Frequently Asked Questions

What is restoration?

To restore a vehicle, it means taking that vehicle back to as if it were new. Essentially, it should look, function, and perform just as it did from the showroom floor.


Detail is extremely important in a restoration, right down to the last nut and bolt. If you want to see if a car has been properly restored, the first tell is usually the hardware. Does it have Phillips screws when it should have slotted? Hex nuts when it should have square nuts? Carriage and hex bolts without grading castings? Modern hose clamps where there should be wire or tower clamps?

What is involved with a full restoration?

To begin the restoration, the vehicle is thoroughly inspected and documented with scrupulous notes and pictures. The head of each department (paint, body, mechanical, and upholstery) will evaluate what needs to be performed; what, if anything, is missing or is incorrect; and the proper course for the restoration to take.


From this point, the vehicle is systematically and fully dismantled, down to every last nut and bolt. This process involves cataloging each individual part to aid in a smooth and efficient restoration and for re-assembly purposes. The parts and pieces of the car will now move on to the different deparments where the restoration work will be performed.


A lot of planning and scheduling goes into the restoration so that the different processes conclude close to each other. For example, we don't want to rebuild the engine in the first month. We want to finish the rebuilding of the engine when it should be ready to be installed.


By the time the restoration is complete, we normally will have taken about 2000-3000 pictures of the restoration. These pictures will be given to you at the conclusion of the restoration on a flash (USB or thumb) drive for your documentation and viewing pleasure.


We'll also include detailed instructions on how to care for and maintain your finished classic vehicle. Now that you've had your car restored, we want you to enjoy it for many years to come.

What type of vehicles do you specialize in?

We do not have a specific era or marque that we specialize in. We're always open to taking on new, exciting, and different projects.


Rare or popular, a horseless carriage or a european sports car, fully assembled or in boxes... We have the experience and the passion to tackle even the most challenging of restorations.

Do you only perform full restorations?

No. We gladly take on partial restorations. No job is too big or too small. From routine maintenance to already started projects, we are here to accomodate your restoration needs.

What is the difference between a restoration shop and a regular repair shop?

There's a big difference! While there are many talented technicians out there, they don't specialize in strictly antique automobiles. We do. Because of this, we have the knowledge, skills, and equipment necessary to fully and properly restore your antique vehicle.

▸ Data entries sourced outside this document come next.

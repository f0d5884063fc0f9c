mod common;

use chrono::{Duration, Utc};
use common::{error_kind, TestApp, TestUser};
use reqwest::{Method, StatusCode};
use serde_json::{json, Value};
use uuid::Uuid;
use vault_service::models::AuditAction;

/// Alice owns an org with one project, one secret and Bob as a member.
async fn busy_org(app: &TestApp) -> (TestUser, TestUser, Uuid, Uuid) {
    let alice = app.provision("alice").await;
    let bob = app.provision("bob").await;
    let org_id = app.create_org(&alice, "Acme").await;
    app.invite_and_accept(&alice, org_id, &bob).await;
    let project_id = app.create_project(&alice, org_id, "infra").await;
    app.post(
        &alice,
        &format!("/projects/{}/secrets", project_id),
        json!({ "key": "TOKEN", "values": [{ "environment": "STAGING", "value": "t" }] }),
    )
    .await;
    (alice, bob, org_id, project_id)
}

async fn audit_page(app: &TestApp, user: &TestUser, org_id: Uuid, query: &str) -> Value {
    let response = app
        .get(user, &format!("/orgs/{}/audit-logs{}", org_id, query))
        .await;
    assert_eq!(response.status(), StatusCode::OK);
    response.json().await.unwrap()
}

#[tokio::test]
async fn mutations_are_recorded_with_request_context() {
    let app = TestApp::spawn().await;
    let alice = app.provision("alice").await;

    let response = app
        .request(Method::POST, &alice, "/orgs")
        .header("x-forwarded-for", "203.0.113.7, 10.0.0.1")
        .header("user-agent", "vault-cli/1.0")
        .header("x-request-id", "req-audit-1")
        .json(&json!({ "name": "Acme" }))
        .send()
        .await
        .unwrap();
    assert_eq!(response.status(), StatusCode::CREATED);

    let entries = app.store.audit_entries();
    assert_eq!(entries.len(), 1);
    let entry = &entries[0];
    assert_eq!(entry.action, AuditAction::CreateOrg);
    assert_eq!(entry.user_id, alice.user_id);
    assert_eq!(entry.ip_address, "203.0.113.7");
    assert_eq!(entry.user_agent, "vault-cli/1.0");
    assert_eq!(entry.metadata["request_id"], "req-audit-1");
}

#[tokio::test]
async fn oversized_forwarded_header_still_records_peer_address() {
    let app = TestApp::spawn().await;
    let alice = app.provision("alice").await;
    let org_id = app.create_org(&alice, "Acme").await;

    let response = app
        .request(Method::PATCH, &alice, &format!("/orgs/{}", org_id))
        .header("x-forwarded-for", "9".repeat(200))
        .header("user-agent", "a".repeat(4096))
        .json(&json!({ "name": "Acme Corp" }))
        .send()
        .await
        .unwrap();
    assert_eq!(response.status(), StatusCode::OK);

    let entries = app.store.audit_entries();
    let entry = entries
        .iter()
        .find(|e| e.action == AuditAction::UpdateOrg)
        .expect("update audited");
    assert_eq!(entry.ip_address, "127.0.0.1");
    assert!(entry.user_agent.len() <= 512);
}

#[tokio::test]
async fn listing_filters_and_paginates() {
    let app = TestApp::spawn().await;
    let (alice, bob, org_id, project_id) = busy_org(&app).await;

    let page = audit_page(&app, &alice, org_id, "").await;
    let total = page["pagination"]["total_items"].as_i64().unwrap();
    assert!(total >= 5);
    assert_eq!(page["entries"][0]["action"], "CREATE.SECRET");

    let page = audit_page(&app, &alice, org_id, "?action=ACCEPT.ORG_INVITE").await;
    assert_eq!(page["pagination"]["total_items"], 1);
    assert_eq!(page["entries"][0]["user_id"], bob.user_id.to_string());

    let page = audit_page(&app, &alice, org_id, &format!("?project_id={}", project_id)).await;
    assert_eq!(page["pagination"]["total_items"], 2);

    let page = audit_page(&app, &alice, org_id, "?page=2&limit=2").await;
    assert_eq!(page["entries"].as_array().unwrap().len(), 2);
    assert_eq!(page["pagination"]["has_prev"], true);

    let actions: Vec<&str> = page["actions"]
        .as_array()
        .unwrap()
        .iter()
        .map(|a| a.as_str().unwrap())
        .collect();
    assert!(actions.contains(&"CREATE.PROJECT"));
}

#[tokio::test]
async fn listing_validates_query_and_role() {
    let app = TestApp::spawn().await;
    let (alice, bob, org_id, _) = busy_org(&app).await;

    for query in ["?action=update secret", "?limit=0", "?limit=101", "?page=0"] {
        let response = app
            .get(&alice, &format!("/orgs/{}/audit-logs{}", org_id, query))
            .await;
        assert_eq!(response.status(), StatusCode::UNPROCESSABLE_ENTITY, "{query}");
        assert_eq!(error_kind(response).await, "validation_error");
    }

    let response = app.get(&bob, &format!("/orgs/{}/audit-logs", org_id)).await;
    assert_eq!(response.status(), StatusCode::FORBIDDEN);
}

#[tokio::test]
async fn new_entries_invalidate_cached_pages() {
    let app = TestApp::spawn().await;
    let (alice, _, org_id, _) = busy_org(&app).await;

    let before = audit_page(&app, &alice, org_id, "").await["pagination"]["total_items"]
        .as_i64()
        .unwrap();
    app.patch(&alice, &format!("/orgs/{}", org_id), json!({ "name": "Acme Corp" }))
        .await;
    let after = audit_page(&app, &alice, org_id, "").await["pagination"]["total_items"]
        .as_i64()
        .unwrap();

    assert_eq!(after, before + 1);
}

async fn purge(app: &TestApp, user: &TestUser, org_id: Uuid, body: Value) -> reqwest::Response {
    app.request(Method::DELETE, user, &format!("/orgs/{}/audit-logs", org_id))
        .json(&body)
        .send()
        .await
        .unwrap()
}

#[tokio::test]
async fn purge_archives_then_deletes_and_logs_itself() {
    let app = TestApp::spawn().await;
    let (alice, _, org_id, _) = busy_org(&app).await;
    let before = app.store.audit_entries().len();

    let cutoff = Utc::now() + Duration::seconds(1);
    let response = purge(&app, &alice, org_id, json!({ "older_than": cutoff })).await;
    assert_eq!(response.status(), StatusCode::OK);
    let body: Value = response.json().await.unwrap();
    assert_eq!(body["purged"], before);
    assert_eq!(body["archive"], "batch-1");

    let batches = app.archive.batches();
    assert_eq!(batches.len(), 1);
    assert_eq!(batches[0].0, org_id);
    assert_eq!(batches[0].1.len(), before);

    let remaining = app.store.audit_entries();
    assert_eq!(remaining.len(), 1);
    assert_eq!(remaining[0].action, AuditAction::PurgeAuditLog);
    assert_eq!(remaining[0].metadata["count"], before);
    assert_eq!(remaining[0].metadata["archive"], "batch-1");
}

#[tokio::test]
async fn purge_is_owner_only_and_needs_a_filter() {
    let app = TestApp::spawn().await;
    let (alice, bob, org_id, _) = busy_org(&app).await;
    app.set_org_role(&alice, org_id, &bob, "ADMIN").await;

    let response = purge(&app, &bob, org_id, json!({ "older_than": Utc::now() })).await;
    assert_eq!(response.status(), StatusCode::FORBIDDEN);

    let response = purge(&app, &alice, org_id, json!({})).await;
    assert_eq!(response.status(), StatusCode::UNPROCESSABLE_ENTITY);

    let long_ago = Utc::now() - Duration::days(365);
    let response = purge(&app, &alice, org_id, json!({ "older_than": long_ago })).await;
    let body: Value = response.json().await.unwrap();
    assert_eq!(body["purged"], 0);
    assert!(app.archive.batches().is_empty());
}

#[tokio::test]
async fn purge_aborts_when_archive_fails() {
    let app = TestApp::spawn().await;
    let (alice, _, org_id, _) = busy_org(&app).await;
    let before = app.store.audit_entries();
    app.archive.set_failing(true);

    let response = purge(&app, &alice, org_id, json!({ "older_than": Utc::now() })).await;
    assert_eq!(response.status(), StatusCode::INTERNAL_SERVER_ERROR);
    assert_eq!(app.store.audit_entries(), before);
}

#[tokio::test]
async fn purge_aborts_when_it_cannot_log_itself() {
    let app = TestApp::spawn().await;
    let (alice, _, org_id, _) = busy_org(&app).await;
    let before = app.store.audit_entries();
    app.store.fail_audit_writes(true);

    let response = purge(&app, &alice, org_id, json!({ "older_than": Utc::now() })).await;
    assert_eq!(response.status(), StatusCode::INTERNAL_SERVER_ERROR);
    assert_eq!(app.store.audit_entries(), before);
}

#[tokio::test]
async fn failed_audit_writes_do_not_fail_the_operation() {
    let app = TestApp::spawn().await;
    let alice = app.provision("alice").await;
    app.store.fail_audit_writes(true);

    let response = app.post(&alice, "/orgs", json!({ "name": "Acme" })).await;
    assert_eq!(response.status(), StatusCode::CREATED);
    assert!(app.store.audit_entries().is_empty());
}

Do you perform all parts of the restoration in-house?

No. We implement well-known specialists to perfrom our plating (chrome, nickel, etc.), our machining, and our media blasting. All of our sub-contracted work must meet our strict guidelines for quality.

What if I already have some parts collected for the restoration?

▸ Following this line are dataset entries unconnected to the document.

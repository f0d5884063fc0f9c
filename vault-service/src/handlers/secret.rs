use axum::{
    extract::{Path, State},
    http::StatusCode,
    Json,
};
use service_core::error::AppError;
use uuid::Uuid;

use crate::dtos::secret::{CreateSecretRequest, DeleteSecretResponse, UpdateSecretRequest};
use crate::middleware::AuthUser;
use crate::models::{SecretHistoryView, SecretView};
use crate::services::RequestContext;
use crate::AppState;

/// POST /projects/:project_id/secrets
pub async fn create_secret(
    State(state): State<AppState>,
    user: AuthUser,
    ctx: RequestContext,
    Path(project_id): Path<Uuid>,
    Json(req): Json<CreateSecretRequest>,
) -> Result<(StatusCode, Json<SecretView>), AppError> {
    let secret = state
        .vault
        .create_secret(user.id(), project_id, req, &ctx)
        .await?;
    Ok((StatusCode::CREATED, Json(secret)))
}

/// GET /projects/:project_id/secrets
pub async fn list_secrets(
    State(state): State<AppState>,
    user: AuthUser,
    Path(project_id): Path<Uuid>,
) -> Result<Json<Vec<SecretView>>, AppError> {
    Ok(Json(state.vault.list_secrets(user.id(), project_id).await?))
}

/// PATCH /projects/:project_id/secrets/:secret_id
pub async fn update_secret(
    State(state): State<AppState>,
    user: AuthUser,
    ctx: RequestContext,
    Path((project_id, secret_id)): Path<(Uuid, Uuid)>,
    Json(req): Json<UpdateSecretRequest>,
) -> Result<Json<SecretView>, AppError> {
    let secret = state
        .vault
        .update_secret(user.id(), project_id, secret_id, req, &ctx)
        .await?;
    Ok(Json(secret))
}

/// DELETE /projects/:project_id/secrets/:secret_id
pub async fn delete_secret(
    State(state): State<AppState>,
    user: AuthUser,
    ctx: RequestContext,
    Path((project_id, secret_id)): Path<(Uuid, Uuid)>,
) -> Result<Json<DeleteSecretResponse>, AppError> {
    let deleted = state
        .vault
        .delete_secret(user.id(), project_id, secret_id, &ctx)
        .await?;
    Ok(Json(deleted))
}

/// GET /projects/:project_id/secrets/:secret_id/history
pub async fn secret_history(
    State(state): State<AppState>,
    user: AuthUser,
    Path((project_id, secret_id)): Path<(Uuid, Uuid)>,
) -> Result<Json<SecretHistoryView>, AppError> {
    let history = state
        .vault
        .secret_history(user.id(), project_id, secret_id)
        .await?;
    Ok(Json(history))
}
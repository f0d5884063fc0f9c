use axum::{http::header, response::IntoResponse};
use service_core::observability::render_metrics;

/// GET /metrics
pub async fn metrics() -> impl IntoResponse {
    (
        [(header::CONTENT_TYPE, "text/plain; version=0.0.4")],
        render_metrics(),
    )
}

That's okay. Include them with your car upon delivery to our shop. All parts purchased by the customer prior to the restoration will be inspected to ensure that they meet our strict guidelines for quality in order to be incorporated into the restoration.


If a part does not meet our standards, it will not be used. After the restoration begins, we will no longer accept parts purchased by the customer.

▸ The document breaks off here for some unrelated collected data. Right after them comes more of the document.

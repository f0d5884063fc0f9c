//! Secrets and their per-environment encrypted values.
//!
//! Stored rows only ever hold ciphertext. The `*View` types carry decrypted
//! plaintext and exist only for the duration of a request.

use chrono::{DateTime, Utc};
use serde::{Deserialize, Serialize};
use sqlx::FromRow;
use std::fmt;
use std::str::FromStr;
use uuid::Uuid;

use super::UnknownVariant;

#[derive(Debug, Clone, Copy, PartialEq, Eq, Hash, Serialize, Deserialize)]
#[serde(rename_all = "UPPERCASE")]
pub enum Environment {
    Development,
    Staging,
    Production,
}

impl Environment {
    pub const ALL: &'static [Environment] = &[
        Environment::Development,
        Environment::Staging,
        Environment::Production,
    ];

    pub fn as_str(&self) -> &'static str {
        match self {
            Environment::Development => "DEVELOPMENT",
            Environment::Staging => "STAGING",
            Environment::Production => "PRODUCTION",
        }
    }
}

impl fmt::Display for Environment {
    fn fmt(&self, f: &mut fmt::Formatter<'_>) -> fmt::Result {
        f.write_str(self.as_str())
    }
}

impl FromStr for Environment {
    type Err = UnknownVariant;

    fn from_str(s: &str) -> Result<Self, Self::Err> {
        match s {
            "DEVELOPMENT" => Ok(Environment::Development),
            "STAGING" => Ok(Environment::Staging),
            "PRODUCTION" => Ok(Environment::Production),
            other => Err(UnknownVariant {
                kind: "environment",
                value: other.to_string(),
            }),
        }
    }
}

impl TryFrom<String> for Environment {
    type Error = UnknownVariant;

    fn try_from(value: String) -> Result<Self, Self::Error> {
        value.parse()
    }
}

#[derive(Debug, Clone, FromRow, Serialize, Deserialize, PartialEq)]
pub struct Secret {
    pub secret_id: Uuid,
    pub project_id: Uuid,
    pub key: String,
    pub description: Option<String>,
    pub created_utc: DateTime<Utc>,
    pub updated_utc: DateTime<Utc>,
}

impl Secret {
    pub fn new(project_id: Uuid, key: String, description: Option<String>) -> Self {
        let now = Utc::now();
        Self {
            secret_id: Uuid::new_v4(),
            project_id,
            key,
            description,
            created_utc: now,
            updated_utc: now,
        }
    }
}

#[derive(Debug, Clone, FromRow, Serialize, Deserialize, PartialEq)]
pub struct SecretValue {
    pub value_id: Uuid,
    pub secret_id: Uuid,
    #[sqlx(try_from = "String")]
    pub environment: Environment,
    pub ciphertext: String,
    pub created_utc: DateTime<Utc>,
    pub updated_utc: DateTime<Utc>,
}

impl SecretValue {
    pub fn new(secret_id: Uuid, environment: Environment, ciphertext: String) -> Self {
        let now = Utc::now();
        Self {
            value_id: Uuid::new_v4(),
            secret_id,
            environment,
            ciphertext,
            created_utc: now,
            updated_utc: now,
        }
    }
}

/// A superseded ciphertext, appended whenever a value is overwritten.
#[derive(Debug, Clone, FromRow, Serialize, Deserialize, PartialEq)]
pub struct SecretValueHistory {
    pub history_id: Uuid,
    pub value_id: Uuid,
    pub ciphertext: String,
    pub changed_by: Option<Uuid>,
    pub changed_utc: DateTime<Utc>,
}

/// Freshly encrypted value on its way into storage.
#[derive(Debug, Clone)]
pub struct EncryptedValue {
    pub environment: Environment,
    pub ciphertext: String,
}

/// A secret with all of its stored (encrypted) values.
#[derive(Debug, Clone, Serialize, Deserialize, PartialEq)]
pub struct SecretRecord {
    pub secret: Secret,
    pub values: Vec<SecretValue>,
}

/// A current value together with its change history, newest first.
#[derive(Debug, Clone)]
pub struct ValueHistory {
    pub value: SecretValue,
    pub history: Vec<SecretValueHistory>,
}

#[derive(Debug, Clone, Serialize, Deserialize)]
pub struct SecretValueView {
    pub value_id: Uuid,
    pub environment: Environment,
    pub value: String,
    pub created_utc: DateTime<Utc>,
    pub updated_utc: DateTime<Utc>,
}

#[derive(Debug, Clone, Serialize, Deserialize)]
pub struct SecretView {
    pub secret_id: Uuid,
    pub project_id: Uuid,
    pub key: String,
    pub description: Option<String>,
    pub created_utc: DateTime<Utc>,
    pub updated_utc: DateTime<Utc>,
    pub values: Vec<SecretValueView>,
}

impl SecretView {
    pub fn value_for(&self, environment: Environment) -> Option<&str> {
        self.values
            .iter()
            .find(|v| v.environment == environment)
            .map(|v| v.value.as_str())
    }
}

#[derive(Debug, Clone, Serialize, Deserialize)]
pub struct HistoryEntryView {
    pub history_id: Uuid,
    pub value: String,
    pub changed_by: Option<Uuid>,
    pub changed_utc: DateTime<Utc>,
}

#[derive(Debug, Clone, Serialize, Deserialize)]
pub struct ValueHistoryView {
    pub environment: Environment,
    pub current: String,
    pub updated_utc: DateTime<Utc>,
    pub history: Vec<HistoryEntryView>,
}

#[derive(Debug, Clone, Serialize, Deserialize)]
pub struct SecretHistoryView {
    pub secret_id: Uuid,
    pub key: String,
    pub environments: Vec<ValueHistoryView>,
}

Do you work on any rods or customs?

While we are mainly a restoration shop, due to the similar nature of the work, we do ocassionally take on rod and custom vehicles. This is based upon what level of customization or modification is needed. Please contact us regarding your rod or custom to see if we can be of service to you.

How much does it cost? How do you charge?

There is no set fee for a restoration. We charge by the hour and by the material and/or part. The customer is reponsible for paying for all materials and parts incorporated into the project.


This system of billing has proven to be the best because it is the fairest. If we work one hour, the customer gets charged one hour. If we use one piece of sand paper, the customer gets charged one piece of sand paper. And yes, our invoices are that detailed!


The invoice the customer receives states the date, the time, specifically what was done to the vehicle, and what materials and/or parts were incorporated into the project for that particular segment. Photographs of the progress will be included as well.

Can I get an estimate?

Estimates are tricky. Because we bill hourly and per material/part, the cost of the restoration is determined by what needs to be done and what is requested of us by you, the customer, to be done. We could have two customers, bring us two essentially identical cars of the same year/make/model, and one could cost X dollars and the other could cost Y dollars. The best thing we can do is to take a look at the car and evaluate the condition, and then discuss what needs to be done.


Something to remember is... we can't estimate what we can't see! A lot can be hidden under layers of paint and filler, undercoating, upholstery materials, and years of road grime. This especially holds true for vehicles that are brought to us disassembled and/or not operational. Considering these unknown factors, you will most likely not be able to receive an estimate for a full restoration.


We can, however, give you comparisons of the time and cost of parts incorporated into other similar restorations that may have taken place. Some partial restorations can be estimated, but we must see the car in person to do so.